Hawaii state income tax runs 1.4%-11% on a progressive scale. You’ll owe Hawaii state tax on your taxable hourly wages for the period you work there. Tax-free stipends remain exempt provided your tax home qualification holds. File a Hawaii state return for any tax year in which you work a Hawaii assignment.

Frequently Asked Questions

Do Hawaii travel nurses make less than mainland travelers?

Generally yes, compared to premium states. Hawaii averages near the national average ($2,171/week) while California, New York, and Massachusetts consistently pay 12-30%+ more. Hawaii is a lifestyle assignment — most nurses who do it knowingly accept somewhat lower savings in exchange for the experience. The financial math can still work with disciplined housing management.

Can you actually save money on a Hawaii contract?

Yes, but it requires discipline. Keep housing under $1,800/month, cook at home most nights, and limit expensive tourist activities. Nurses who manage this realistically report saving $1,000-$2,000/month. Nurses who rent beachfront, eat out regularly, and island-hop frequently typically break even. Budget before you accept, not after.

Which Hawaiian island is most affordable for travel nurses?

The Big Island (Hilo specifically) offers the lowest cost of living in Hawaii — rural housing can be found for $1,500-$2,000/month, significantly below Honolulu or Maui.
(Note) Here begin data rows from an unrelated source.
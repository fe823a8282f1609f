use serde::{Deserialize, Serialize};

use crate::kernel::presence::{ConversationState, Mood};
use crate::services::types::{AnswerCandidate, QuestionCandidate};

/// Everything observers can subscribe to.
#[derive(Debug, Clone, PartialEq, Serialize, Deserialize)]
#[serde(tag = "kind", content = "data")]
pub enum Notification {
    StateChanged {
        from: ConversationState,
        to: ConversationState,
    },
    MoodChanged {
        mood: Mood,
    },
    QuestionAvailable {
        questions: Vec<QuestionCandidate>,
    },
    ParseAvailable {
        parse: serde_json::Value,
    },
    AnswersAvailable {
        answers: Vec<AnswerCandidate>,
    },
    DebugMessage(String),
}

impl Notification {
    pub fn kind(&self) -> NotificationKind {
        match self {
            Notification::StateChanged { .. } => NotificationKind::StateChanged,
            Notification::MoodChanged { .. } => NotificationKind::MoodChanged,
            Notification::QuestionAvailable { .. } => NotificationKind::QuestionAvailable,
            Notification::ParseAvailable { .. } => NotificationKind::ParseAvailable,
            Notification::AnswersAvailable { .. } => NotificationKind::AnswersAvailable,
            Notification::DebugMessage(_) => NotificationKind::DebugMessage,
        }
    }
}

#[derive(Debug, Clone, Copy, PartialEq, Eq, Hash, Serialize, Deserialize)]
pub enum NotificationKind {
    StateChanged,
    MoodChanged,
    QuestionAvailable,
    ParseAvailable,
    AnswersAvailable,
    DebugMessage,
}
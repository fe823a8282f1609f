use parley::outputs::realizer::{clean_answer, realize_answer, strip_tags, truncate_chars};

#[test]
fn tags_are_removed_text_is_kept() {
    assert_eq!(strip_tags("<b>Paris</b> is <a href=\"x\">nice</a>"), "Paris is nice");
    assert_eq!(strip_tags("no markup"), "no markup");
    // A lone bracket is not a tag
    assert_eq!(strip_tags("3 < 4"), "3 < 4");
}

#[test]
fn truncation_counts_chars_not_bytes() {
    assert_eq!(truncate_chars("Zürich", 3), "Zür");
    assert_eq!(truncate_chars("東京都", 2), "東京");
    assert_eq!(truncate_chars("short", 10), "short");
    assert_eq!(truncate_chars("exact", 5), "exact");
}

#[test]
fn stripping_happens_before_truncation() {
    // Truncating first would keep a dangling "<b"
    assert_eq!(clean_answer("Paris<b></b>", 5), "Paris");
    assert_eq!(clean_answer("<i>Berlin</i> is the capital", 6), "Berlin");
    assert_eq!(clean_answer("  <p> Rome </p>  ", 200), "Rome");
}

#[test]
fn answer_without_template_is_spoken_as_cleaned() {
    assert_eq!(
        realize_answer("capital of Italy", "<b>Rome</b>", None, 200),
        "Rome"
    );
}

#[test]
fn template_substitutes_question_and_answer() {
    let spoken = realize_answer(
        "  capital of Italy ",
        "<b>Rome</b>",
        Some("You asked about {question}. It is {answer}."),
        200,
    );
    assert_eq!(spoken, "You asked about capital of Italy. It is Rome.");
}

#[test]
fn template_without_placeholders_is_used_verbatim() {
    assert_eq!(
        realize_answer("q", "a", Some("Let me show you."), 200),
        "Let me show you."
    );
}
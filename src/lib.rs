pub mod config;
pub mod kernel;
pub mod outputs;
pub mod services;

// Re-export specific items if needed for convenient access
pub use config::ParleyConfig;
pub use kernel::reactor::Reactor;
use std::collections::{HashMap, VecDeque};

use super::event::Notification;
use crate::kernel::presence::{ConversationState, Mood};

#[derive(Debug, Clone, Default)]
pub struct TelemetrySnapshot {
    pub turn_stats: TurnStats,
    pub mood_stats: MoodStats,
    pub answer_stats: AnswerStats,
}

#[derive(Debug, Clone, Default)]
pub struct TurnStats {
    pub transitions: u64,
    /// Entries per target state.
    pub entries: HashMap<ConversationState, u64>,
    pub errors: u64,
    pub misunderstandings: u64,
}

#[derive(Debug, Clone, Default)]
pub struct MoodStats {
    pub changes: u64,
    pub last: Option<Mood>,
}

#[derive(Debug, Clone, Default)]
pub struct AnswerStats {
    pub delivered: u64,
    pub avg_candidates: f64,
    pub avg_top_confidence: f64,
}

pub fn compute_snapshot(events: &VecDeque<Notification>) -> TelemetrySnapshot {
    let mut snap = TelemetrySnapshot::default();

    let mut candidate_total = 0usize;
    let mut confidence_total = 0f64;

    for event in events {
        match event {
            Notification::StateChanged { to, .. } => {
                snap.turn_stats.transitions += 1;
                *snap.turn_stats.entries.entry(*to).or_insert(0) += 1;
                match to {
                    ConversationState::Error => snap.turn_stats.errors += 1,
                    ConversationState::DidNotUnderstand => snap.turn_stats.misunderstandings += 1,
                    _ => {}
                }
            }
            Notification::MoodChanged { mood } => {
                snap.mood_stats.changes += 1;
                snap.mood_stats.last = Some(*mood);
            }
            Notification::AnswersAvailable { answers } => {
                snap.answer_stats.delivered += 1;
                candidate_total += answers.len();
                if let Some(top) = answers.first() {
                    confidence_total += f64::from(top.confidence);
                }
            }
            Notification::QuestionAvailable { .. }
            | Notification::ParseAvailable { .. }
            | Notification::DebugMessage(_) => {}
        }
    }

    if snap.answer_stats.delivered > 0 {
        let n = snap.answer_stats.delivered as f64;
        snap.answer_stats.avg_candidates = candidate_total as f64 / n;
        snap.answer_stats.avg_top_confidence = confidence_total / n;
    }

    snap
}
The trade-off is fewer contracts and a more rural lifestyle. Oahu offers the best balance of contract volume, pay, and manageable housing costs.

Do I need a car in Hawaii?

On Oahu: not necessarily. Honolulu’s TheBus system is reliable and covers most of the island. On all neighbor islands (Maui, Big Island, Kauai): yes, a car is essentially required — public transit is minimal and hospitals are spread out. Budget $800-$1,500/month for a long-term car rental or purchase a used car locally and sell before leaving.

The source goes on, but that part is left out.